### [Assigned task]
Every line in the records below that holds "Future" must be identified and copied.

### [Records supplied]
__________
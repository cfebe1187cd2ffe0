// Criterion benchmarks for Yonder Match

use chrono::{Duration, TimeZone, Utc};
use criterion::{black_box, criterion_group, criterion_main, BenchmarkId, Criterion};
use yonder_match::core::{calculate_match_score, Scorer};
use yonder_match::models::{Actor, ActorRole, Region, ScoringWeights};

fn make_candidate(id: usize) -> Actor {
    let regions = ["QLD", "NSW", "VIC", "WA"];
    let skills = ["Agriculture", "Hospitality", "Marketing", "Construction", "Retail"];

    Actor {
        actor_id: format!("cand-{}", id),
        role: ActorRole::Candidate,
        display_name: format!("Candidate {}", id),
        headline: None,
        skills: skills
            .iter()
            .take(1 + id % skills.len())
            .map(|s| s.to_string())
            .collect(),
        industries: Default::default(),
        location: Region::new(regions[id % regions.len()]),
        available_from: Some(
            Utc.with_ymd_and_hms(2025, 8, 1, 0, 0, 0).unwrap().date_naive()
                + Duration::days((id % 60) as i64),
        ),
        visa_tag: None,
        updated_at: Utc.with_ymd_and_hms(2025, 7, 1, 0, 0, 0).unwrap()
            + Duration::minutes(id as i64),
        contact: None,
    }
}

fn make_viewer() -> Actor {
    let mut viewer = make_candidate(0);
    viewer.actor_id = "emp-1".to_string();
    viewer.role = ActorRole::Employer;
    viewer.skills = ["Agriculture".to_string(), "Hospitality".to_string()]
        .into_iter()
        .collect();
    viewer.location = Region::new("QLD");
    viewer.available_from = Some(Utc.with_ymd_and_hms(2025, 9, 1, 0, 0, 0).unwrap().date_naive());
    viewer
}

fn bench_match_score(c: &mut Criterion) {
    let viewer = make_viewer();
    let candidate = make_candidate(7);
    let weights = ScoringWeights::default();

    c.bench_function("calculate_match_score", |b| {
        b.iter(|| calculate_match_score(black_box(&viewer), black_box(&candidate), &weights));
    });
}

fn bench_ranking(c: &mut Criterion) {
    let viewer = make_viewer();
    let scorer = Scorer::with_default_weights();

    let mut group = c.benchmark_group("rank_candidates");
    for size in [10usize, 100, 1000] {
        let candidates: Vec<Actor> = (1..=size).map(make_candidate).collect();
        group.bench_with_input(BenchmarkId::from_parameter(size), &candidates, |b, cands| {
            b.iter(|| scorer.rank(black_box(&viewer), black_box(cands)));
        });
    }
    group.finish();
}

criterion_group!(benches, bench_match_score, bench_ranking);
criterion_main!(benches);
use async_trait::async_trait;
use std::future::Future;
use thiserror::Error;

use crate::models::{MatchRecord, PairKey};

/// Errors surfaced by an engagement store backend
#[derive(Debug, Error)]
pub enum StoreError {
    /// Retryable failure (I/O, pool timeout, connection reset)
    #[error("transient store failure: {0}")]
    Transient(String),

    /// Non-retryable failure
    #[error("store failure: {0}")]
    Permanent(String),

    /// Lost a create race and the winning row was not yet visible.
    /// Recovered internally by the match detector; never surfaced.
    #[error("concurrent write conflict")]
    Conflict,
}

impl StoreError {
    pub fn is_transient(&self) -> bool {
        matches!(self, StoreError::Transient(_))
    }
}

/// Outcome of an idempotent like-edge insert
#[derive(Debug, Clone, Copy, PartialEq, Eq)]
pub enum InsertOutcome {
    Inserted,
    Exists,
}

/// Outcome of the atomic create-or-fetch on a pair key
#[derive(Debug, Clone)]
pub enum MatchWrite {
    Created(MatchRecord),
    Existing(MatchRecord),
}

/// Outcome of revoking a match record
#[derive(Debug, Clone)]
pub enum RevokeOutcome {
    Revoked(MatchRecord),
    AlreadyRevoked(MatchRecord),
    NotFound,
}

/// The engine's only mutable shared resource: like edges and match records.
///
/// Injected into LikeRegistry / MatchDetector / DisclosurePolicy, which are
/// the sole mutators. Every write is a single atomic operation so a timed-out
/// request leaves no partial state.
#[async_trait]
pub trait EngagementStore: Send + Sync {
    /// Insert a directed like edge; a duplicate insert is a no-op
    async fn insert_like(&self, from: &str, to: &str) -> Result<InsertOutcome, StoreError>;

    /// Remove a directed like edge, returning whether it existed
    async fn remove_like(&self, from: &str, to: &str) -> Result<bool, StoreError>;

    /// Whether the directed edge from → to exists
    async fn like_exists(&self, from: &str, to: &str) -> Result<bool, StoreError>;

    /// Existence of the two directed edges between a and b, as (a→b, b→a)
    async fn edges_between(&self, a: &str, b: &str) -> Result<(bool, bool), StoreError>;

    /// Atomically create the match record unless one already exists for the
    /// pair key; exactly one concurrent caller observes `Created`
    async fn create_match_if_absent(&self, record: &MatchRecord) -> Result<MatchWrite, StoreError>;

    /// Fetch the match record for a pair, if any
    async fn get_match(&self, pair: &PairKey) -> Result<Option<MatchRecord>, StoreError>;

    /// Flip a mutual match to revoked; already-revoked records are untouched
    async fn revoke_match(&self, pair: &PairKey) -> Result<RevokeOutcome, StoreError>;

    /// Backend liveness probe
    async fn ping(&self) -> Result<(), StoreError>;
}

/// Attempt budget for transient store failures
pub const STORE_ATTEMPTS: u32 = 3;

/// Bounded retry of transient store failures at the registry boundary.
///
/// Each attempt is a single atomic store call, so retrying cannot commit
/// partial state. Exhausting the budget surfaces the last transient error,
/// which callers map onto `Unavailable`.
pub async fn with_retries<T, F, Fut>(mut op: F) -> Result<T, StoreError>
where
    F: FnMut() -> Fut,
    Fut: Future<Output = Result<T, StoreError>>,
{
    let mut attempt = 1;
    loop {
        match op().await {
            Err(e) if e.is_transient() && attempt < STORE_ATTEMPTS => {
                tracing::warn!("transient store failure (attempt {}/{}): {}", attempt, STORE_ATTEMPTS, e);
                attempt += 1;
            }
            other => return other,
        }
    }
}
__________
### [Answer to this problem]
use std::future::Future;
    Fut: Future<Output = Result<T, StoreError>>,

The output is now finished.